La formation de un joint d'étanchéité entre l'implant et les tissus mous environnants devrait contribuer au maintien des tissus sains autour d'un implant [28, 29]. Des études menées chez des chiens ont révélé que les dérivés surfaces en titane nanoporeux sol-gel peuvent induire le développement des interactions entre hémidesmosomaux la muqueuse buccale et la surface d'implant [16]. De même, chez des sujets humains, le contact entre la muqueuse et les implants dentaires en titane a été augmentée en présence de films d'oxyde de titane, un sol-gel dérivé [17]. Par conséquent, la force d'adhérence des kératinocytes et des fibroblastes a été étudié en utilisant un procédé qui élimine les cellules faiblement jointes.
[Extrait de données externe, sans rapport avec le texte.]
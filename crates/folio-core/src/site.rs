//! Composition root
//!
//! Builds the bus, the frame scheduler and the router once per page and
//! hands out shared references to page code.

use std::rc::Rc;

use folio_hal::Host;

use crate::bus::MessageBus;
use crate::config::SiteConfig;
use crate::frame::FrameScheduler;
use crate::message::Payload;
use crate::router::Router;

/// The framework for one page load
pub struct Site<H: Host> {
    host: Rc<H>,
    config: SiteConfig,
    bus: Rc<MessageBus<Payload>>,
    frames: Rc<FrameScheduler<H>>,
    router: Rc<Router<H>>,
}

impl<H: Host> Site<H> {
    /// Wire the framework components to `host`
    pub fn new(host: Rc<H>, config: SiteConfig) -> Self {
        let bus = Rc::new(MessageBus::new());
        let frames = FrameScheduler::new(host.clone(), &config);
        let router = Router::new(bus.clone(), host.clone(), &config);

        Self {
            host,
            config,
            bus,
            frames,
            router,
        }
    }

    /// Start the frame loop and hijack the initial set of links
    pub fn start(&self) {
        self.frames.start();
        self.router.init();
        self.host.debug_write("[site] started");
    }

    /// Shared message bus
    #[inline]
    pub fn bus(&self) -> &Rc<MessageBus<Payload>> {
        &self.bus
    }

    /// Shared frame scheduler
    #[inline]
    pub fn frames(&self) -> &Rc<FrameScheduler<H>> {
        &self.frames
    }

    /// History router
    #[inline]
    pub fn router(&self) -> &Rc<Router<H>> {
        &self.router
    }

    /// Host the framework runs on
    #[inline]
    pub fn host(&self) -> &Rc<H> {
        &self.host
    }

    /// Active configuration
    #[inline]
    pub fn config(&self) -> &SiteConfig {
        &self.config
    }
}
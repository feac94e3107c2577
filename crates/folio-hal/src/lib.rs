//! Host Abstraction Layer trait for the Folio site framework
//!
//! This crate defines the `Host` trait that lets the framework core run
//! against different environments (a real browser, a test double) by
//! abstracting the page capabilities it needs.
//!
//! # Host Implementations
//!
//! - **Browser**: `requestAnimationFrame` for frames, `History` for soft
//!   navigation, `a[href]` elements for links, `console.log()` for debug output
//! - **Mock**: scripted frames, in-memory location/history and anchors

#![no_std]

extern crate alloc;

mod fallback;

use alloc::boxed::Box;
use alloc::rc::Rc;
use alloc::string::String;
use alloc::vec::Vec;
use core::fmt;

pub use fallback::FrameFallback;

/// Callback run once before the next repaint, with the frame timestamp in ms
pub type FrameCallback = Box<dyn FnOnce(f64)>;

/// Callback run when a hijacked anchor is clicked, with the anchor's resolved href
pub type ClickHandler = Rc<dyn Fn(String)>;

/// Callback run on browser back/forward navigation
pub type PopStateHandler = Rc<dyn Fn()>;

/// Host Abstraction Layer trait
///
/// Implementations provide page-level functionality for:
/// - Animation frame scheduling and a monotonic clock
/// - Location, history and back/forward notifications
/// - Anchor enumeration and click interception
/// - Diagnostics display and debug output
///
/// Everything runs on the single UI event loop, so implementations are free
/// to use `Rc`/`RefCell` internally and are not required to be `Send`.
///
/// # Associated Types
///
/// - `Anchor`: Handle to a hyperlink element
///   - In a browser: an `HtmlAnchorElement`
///   - In tests: an index into the mock document
pub trait Host: 'static {
    /// Handle to a hyperlink element in the current document
    type Anchor: Clone;

    // === Frames ===

    /// Schedule `callback` to run before the next repaint
    ///
    /// In a browser: `requestAnimationFrame`, or a ~16ms timer when the
    /// primitive is unavailable (see [`FrameFallback`])
    ///
    /// # Returns
    /// * `Ok(())` - Callback scheduled
    /// * `Err(HostError::NotSupported)` - No way to schedule a frame
    fn request_frame(&self, callback: FrameCallback) -> Result<(), HostError>;

    /// Get current time in milliseconds (monotonic)
    fn now_ms(&self) -> f64;

    // === Location & History ===

    /// Full href of the current document location
    fn location_href(&self) -> String;

    /// Site root: `protocol//hostname[:port]`
    fn origin(&self) -> String;

    /// Whether the history API (`pushState`) is usable
    fn supports_history(&self) -> bool;

    /// Push a history entry for `href` without reloading the page
    fn push_state(&self, href: &str) -> Result<(), HostError>;

    /// Perform a full page load of `href`
    fn load(&self, href: &str) -> Result<(), HostError>;

    /// Register a handler for back/forward navigation
    fn on_popstate(&self, handler: PopStateHandler) -> Result<(), HostError>;

    // === Document ===

    /// All anchors carrying an `href` attribute, in document order
    fn anchors(&self) -> Vec<Self::Anchor>;

    /// Raw attribute value of an anchor
    fn anchor_attr(&self, anchor: &Self::Anchor, name: &str) -> Option<String>;

    /// The anchor's href resolved against the document base
    fn anchor_href(&self, anchor: &Self::Anchor) -> String;

    /// Whether the anchor has already been wired for soft navigation
    fn is_hijacked(&self, anchor: &Self::Anchor) -> bool;

    /// Mark the anchor as hijacked, prevent its default click navigation and
    /// forward clicks to `handler` with the resolved href
    fn hijack(&self, anchor: &Self::Anchor, handler: ClickHandler) -> Result<(), HostError>;

    // === Diagnostics ===

    /// Show frame statistics markup on the diagnostics display
    ///
    /// Returns `false` when the page has no display element.
    fn show_stats(&self, markup: &str) -> bool;

    /// Write a debug message to the platform's console/log
    ///
    /// In a browser: Uses `console.log()`
    fn debug_write(&self, msg: &str);
}

/// Host errors
#[derive(Clone, Debug, PartialEq, Eq)]
pub enum HostError {
    /// Capability not available on this host
    NotSupported(&'static str),
    /// A required global (window, document, history) is missing
    MissingGlobal(&'static str),
    /// The underlying JavaScript call threw
    Js(String),
}

impl fmt::Display for HostError {
    fn fmt(&self, f: &mut fmt::Formatter<'_>) -> fmt::Result {
        match self {
            HostError::NotSupported(what) => write!(f, "Not supported: {}", what),
            HostError::MissingGlobal(name) => write!(f, "Missing global: {}", name),
            HostError::Js(msg) => write!(f, "JavaScript error: {}", msg),
        }
    }
}
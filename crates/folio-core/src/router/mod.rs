//! History router
//!
//! Turns link clicks, programmatic navigation and back/forward into one
//! stream of [`RouteChange`]s published on the message bus.
//!
//! - `state`: Route state and pure transitions
//! - `links`: Which anchors may be hijacked

mod links;
mod state;

use std::cell::RefCell;
use std::rc::{Rc, Weak};

use folio_hal::Host;

use crate::bus::{subscriber, MessageBus, Subscriber};
use crate::config::SiteConfig;
use crate::message::{self, Payload};

pub use links::{eligibility, is_same_origin, LinkCandidate, SkipReason};
pub use state::{route_parts, strip_root, RouteChange, RouteState};

/// History router
///
/// Construction wires the router to the bus (`hijack-links`, `navigate`) and
/// to the host's popstate notifications. Those callbacks hold weak
/// references, so dropping the last `Rc<Router>` detaches it.
pub struct Router<H: Host> {
    bus: Rc<MessageBus<Payload>>,
    host: Rc<H>,
    /// Site root (`protocol//hostname[:port]`)
    root: String,
    soft_navigation: bool,
    opt_out_attribute: String,
    opt_out_value: String,
    state: RefCell<RouteState>,
    /// Bus subscriptions made at construction, removed on drop
    subscriptions: Vec<(&'static str, Subscriber<Payload>)>,
}

impl<H: Host> Router<H> {
    /// Create a router and attach it to `bus` and `host`
    pub fn new(bus: Rc<MessageBus<Payload>>, host: Rc<H>, config: &SiteConfig) -> Rc<Self> {
        let root = host.origin();
        let soft_navigation = config.soft_navigation && host.supports_history();
        host.debug_write(&format!(
            "[router] root {} (soft navigation {})",
            root,
            if soft_navigation { "on" } else { "off" }
        ));

        let router = Rc::new_cyclic(|weak: &Weak<Self>| {
            let hijack = {
                let weak = weak.clone();
                subscriber(move |_: &Payload| {
                    if let Some(router) = weak.upgrade() {
                        router.hijack_links();
                    }
                })
            };
            let navigate = {
                let weak = weak.clone();
                subscriber(move |payload: &Payload| {
                    if let (Some(router), Some(href)) = (weak.upgrade(), payload.as_str()) {
                        router.navigate(href);
                    }
                })
            };

            Self {
                bus: bus.clone(),
                host: host.clone(),
                root,
                soft_navigation,
                opt_out_attribute: config.opt_out_attribute.clone(),
                opt_out_value: config.opt_out_value.clone(),
                state: RefCell::new(RouteState::new()),
                subscriptions: vec![(message::HIJACK_LINKS, hijack), (message::NAVIGATE, navigate)],
            }
        });

        for (topic, sub) in &router.subscriptions {
            bus.on(topic, sub.clone());
        }

        let weak = Rc::downgrade(&router);
        let popstate = Rc::new(move || {
            if let Some(router) = weak.upgrade() {
                router.transition();
            }
        });
        if let Err(e) = host.on_popstate(popstate) {
            host.debug_write(&format!("[router] popstate unavailable: {}", e));
        }

        router
    }

    /// Initial link scan. Does not publish a route.
    pub fn init(self: &Rc<Self>) {
        self.hijack_links();
    }

    /// Wire every eligible, not yet hijacked anchor for soft navigation
    ///
    /// Returns the number of anchors wired by this call. No-op when soft
    /// navigation is off.
    pub fn hijack_links(self: &Rc<Self>) -> usize {
        if !self.soft_navigation {
            return 0;
        }

        let mut wired = 0;
        for anchor in self.host.anchors() {
            let candidate = LinkCandidate {
                resolved_href: self.host.anchor_href(&anchor),
                target: self.host.anchor_attr(&anchor, "target"),
                opted_out: self
                    .host
                    .anchor_attr(&anchor, &self.opt_out_attribute)
                    .is_some_and(|v| v == self.opt_out_value),
            };
            if eligibility(&candidate, &self.root).is_err() || self.host.is_hijacked(&anchor) {
                continue;
            }

            let weak = Rc::downgrade(self);
            let on_click = Rc::new(move |href: String| {
                if let Some(router) = weak.upgrade() {
                    router.navigate(&href);
                }
            });
            match self.host.hijack(&anchor, on_click) {
                Ok(()) => wired += 1,
                Err(e) => self.host.debug_write(&format!(
                    "[router] failed to hijack {}: {}",
                    candidate.resolved_href, e
                )),
            }
        }
        wired
    }

    /// Navigate to `href`
    ///
    /// With soft navigation a history entry is pushed and a route change is
    /// published. Without it the host performs a full page load and nothing
    /// is published.
    pub fn navigate(&self, href: &str) {
        if !self.soft_navigation {
            if let Err(e) = self.host.load(href) {
                self.host
                    .debug_write(&format!("[router] load {} failed: {}", href, e));
            }
            return;
        }

        if let Err(e) = self.host.push_state(href) {
            self.host
                .debug_write(&format!("[router] pushState {} failed: {}", href, e));
            return;
        }
        self.transition();
    }

    /// Rotate route state to the host's current location and publish
    fn transition(&self) {
        let href = self.host.location_href();
        let change = {
            let mut state = self.state.borrow_mut();
            let (next, change) = state.advance(&href, &self.root);
            *state = next;
            change
        };
        self.bus.send(message::ROUTE, Payload::Route(change));
    }

    /// Current root-relative route, `None` before the first navigation
    pub fn current_route(&self) -> Option<String> {
        self.state.borrow().current().map(str::to_string)
    }

    /// Route before the latest navigation
    pub fn previous_route(&self) -> Option<String> {
        self.state.borrow().previous().map(str::to_string)
    }

    /// Whether links are hijacked and history entries pushed
    #[inline]
    pub fn soft_navigation(&self) -> bool {
        self.soft_navigation
    }

    /// Site root stripped from locations
    #[inline]
    pub fn root(&self) -> &str {
        &self.root
    }
}

impl<H: Host> Drop for Router<H> {
    fn drop(&mut self) {
        for (topic, sub) in &self.subscriptions {
            self.bus.off(topic, sub);
        }
    }
}

#[cfg(test)]
mod tests {
    use super::*;
    use folio_hal_mock::MockHost;

    fn setup(config: SiteConfig) -> (Rc<MockHost>, Rc<MessageBus<Payload>>, Rc<Router<MockHost>>, Rc<RefCell<Vec<RouteChange>>>) {
        let host = Rc::new(MockHost::new());
        let bus = Rc::new(MessageBus::new());
        let router = Router::new(bus.clone(), host.clone(), &config);

        let seen = Rc::new(RefCell::new(Vec::new()));
        let sink = seen.clone();
        bus.on(
            message::ROUTE,
            subscriber(move |p: &Payload| {
                if let Some(change) = p.as_route() {
                    sink.borrow_mut().push(change.clone());
                }
            }),
        );
        (host, bus, router, seen)
    }

    #[test]
    fn test_construction_publishes_nothing() {
        let (_host, _bus, router, seen) = setup(SiteConfig::default());
        router.init();
        assert!(seen.borrow().is_empty());
        assert_eq!(router.current_route(), None);
    }

    #[test]
    fn test_navigate_publishes_route() {
        let (host, _bus, router, seen) = setup(SiteConfig::default());

        router.navigate("/about");

        assert_eq!(
            seen.borrow()[0],
            RouteChange {
                route: "/about".into(),
                parts: vec!["about".into()],
                prev_route: None,
            }
        );
        assert_eq!(host.pushed_count(), 1);
        assert_eq!(router.current_route().as_deref(), Some("/about"));
    }

    #[test]
    fn test_navigate_disabled_loads_page() {
        let config = SiteConfig {
            soft_navigation: false,
            ..SiteConfig::default()
        };
        let (host, _bus, router, seen) = setup(config);

        router.navigate("/about");

        assert!(seen.borrow().is_empty());
        assert_eq!(host.pushed_count(), 0);
        assert_eq!(host.loads(), vec!["http://localhost:8080/about".to_string()]);
    }

    #[test]
    fn test_history_capability_gates_soft_navigation() {
        let host = Rc::new(MockHost::new());
        host.set_history_supported(false);
        let bus = Rc::new(MessageBus::new());
        let router = Router::new(bus, host.clone(), &SiteConfig::default());

        assert!(!router.soft_navigation());
        assert!(host.has_log_containing("soft navigation off"));
    }

    #[test]
    fn test_bus_navigate_topic() {
        let (_host, bus, router, seen) = setup(SiteConfig::default());

        bus.send(message::NAVIGATE, Payload::from("/work"));
        bus.send(message::NAVIGATE, Payload::Empty);

        assert_eq!(seen.borrow().len(), 1);
        assert_eq!(router.current_route().as_deref(), Some("/work"));
    }

    #[test]
    fn test_drop_detaches_from_bus() {
        let (_host, bus, router, _seen) = setup(SiteConfig::default());
        assert_eq!(bus.subscriber_count(message::NAVIGATE), 1);

        drop(router);

        assert_eq!(bus.subscriber_count(message::NAVIGATE), 0);
        assert_eq!(bus.subscriber_count(message::HIJACK_LINKS), 0);
    }

    #[test]
    fn test_hijack_skips_ineligible() {
        let (host, _bus, router, _seen) = setup(SiteConfig::default());
        let internal = host.add_link("/about");
        let external = host.add_link("http://external.example/");
        let blank = host.add_anchor(&[("href", "/cv.pdf"), ("target", "_blank")]);
        let opted = host.add_anchor(&[("href", "/raw"), ("data-hj", "no")]);
        let not_opted = host.add_anchor(&[("href", "/lab"), ("data-hj", "yes")]);

        assert_eq!(router.hijack_links(), 2);

        assert!(host.anchor_hijacked(internal));
        assert!(host.anchor_hijacked(not_opted));
        assert!(!host.anchor_hijacked(external));
        assert!(!host.anchor_hijacked(blank));
        assert!(!host.anchor_hijacked(opted));
    }
}
//! Route state and transitions

use serde::{Deserialize, Serialize};
use serde_json::Value;

/// Route change published after a navigation
#[derive(Clone, Debug, PartialEq, Eq, Serialize, Deserialize)]
#[serde(rename_all = "camelCase")]
pub struct RouteChange {
    /// New root-relative route, query and fragment included
    pub route: String,
    /// Non-empty path segments of `route`
    pub parts: Vec<String>,
    /// Route before this navigation, `None` on the first one
    pub prev_route: Option<String>,
}

impl RouteChange {
    /// JSON form `{ route, parts, prevRoute }`
    pub fn to_json(&self) -> Value {
        serde_json::to_value(self).unwrap_or(Value::Null)
    }
}

/// Current and previous route
///
/// Both are `None` until the first navigation.
#[derive(Clone, Debug, Default, PartialEq, Eq)]
pub struct RouteState {
    current: Option<String>,
    previous: Option<String>,
}

impl RouteState {
    /// Fresh state before any navigation
    pub fn new() -> Self {
        Self::default()
    }

    /// Current root-relative route
    #[inline]
    pub fn current(&self) -> Option<&str> {
        self.current.as_deref()
    }

    /// Route before the latest navigation
    #[inline]
    pub fn previous(&self) -> Option<&str> {
        self.previous.as_deref()
    }

    /// Rotate to the location `href` under site root `root`
    ///
    /// Returns the next state and the change to publish.
    pub fn advance(&self, href: &str, root: &str) -> (RouteState, RouteChange) {
        let route = strip_root(href, root);
        let change = RouteChange {
            parts: route_parts(&route),
            prev_route: self.current.clone(),
            route: route.clone(),
        };
        let next = RouteState {
            current: Some(route),
            previous: self.current.clone(),
        };
        (next, change)
    }
}

/// Root-relative form of `href`
///
/// Hrefs outside `root` are returned unchanged. The bare root maps to `/`.
pub fn strip_root(href: &str, root: &str) -> String {
    match href.strip_prefix(root) {
        Some("") => "/".to_string(),
        Some(rest) => rest.to_string(),
        None => href.to_string(),
    }
}

/// Non-empty path segments of a root-relative route
pub fn route_parts(route: &str) -> Vec<String> {
    let path = route.split(['?', '#']).next().unwrap_or("");
    path.split('/')
        .filter(|segment| !segment.is_empty())
        .map(str::to_string)
        .collect()
}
Une méthode similaire a été utilisée précédemment pour enquêter sur l'adhérence des cellules épithéliales et les fibroblastes au titane [23]. Les résultats de cette étude ont révélé aucune différence dans la force d'adhérence des kératinocytes ou des fibroblastes aux surfaces anodiquement oxydé par rapport au témoin CpTi ce qui suggère que les nano-structures ne sont pas influencer la force de fixation de chaque type de cellule.
Ceci est en accord avec les résultats d'une autre étude in vitro
où la force d'adhérence des fibroblastes n'a pas été affectée par les conditions et les matériaux de surface [30]. Cependant les fibroblastes ont été enlevés dans une plus grande mesure de toutes les surfaces que les kératinocytes, ce qui indique une force d'adhérence globale plus faible pour ces cellules.
Plupart vitro
études dans de l'influence des propriétés de surface de l'implant sur l'adhésion de la cellule hôte ont été entreprises dans des environnements sans bactéries. Cependant, quand une surface de butée est placée dans la cavité buccale, la capacité des cellules des tissus mous, en particulier des kératinocytes, à adhérer peut être influencée par la présence de micro-organismes dans l'environnement buccal. L'effet d'un consortium de début streptocoques colonisatrice sur l'adhérence et la force d'adhésion des kératinocytes a donc été étudié. Kératinocytes adhésion était largement inhibée lorsque les bactéries étaient déjà présents sur les surfaces de titane suggérant que la guérison des tissus mous pourrait être fortement influencée par la présence de biofilms microbiens sur la surface de butée. L'exposition de la fixation des kératinocytes dans les mêmes bactéries, réduit la densité de cellules d'environ 50% et l'intégrité de la membrane cellulaire des cellules restantes a semblé être compromise. Alors que les dommages des cellules observée ici est quelque peu surprenant étant donné que les streptocoques oraux sont normalement pas considérés comme des pathogènes, des résultats similaires ont été obtenus dans des études in vitro
où ostéoblastes ont été exposés à la commensal de la peau, Staphylococcus epidermidis
[31, 32] . Il est connu que les streptocoques commensal produire une gamme de produits finaux métaboliques, y compris le lactate, l'acétate, l'éthanol et le formiate ainsi que des enzymes (glycosidases et protéases) et les antigènes bactériens, y compris l'acide lipotéichoïque (LTA) qui peuvent être considérés comme des mécanismes possibles pour l'observé les dommages cellulaires [33, 34]. Alors que les kératinocytes peuvent répondre à LTA par Toll-like récepteurs [35], les effets d'autres substances sur la fonction de kératinocytes ne sont actuellement pas bien compris.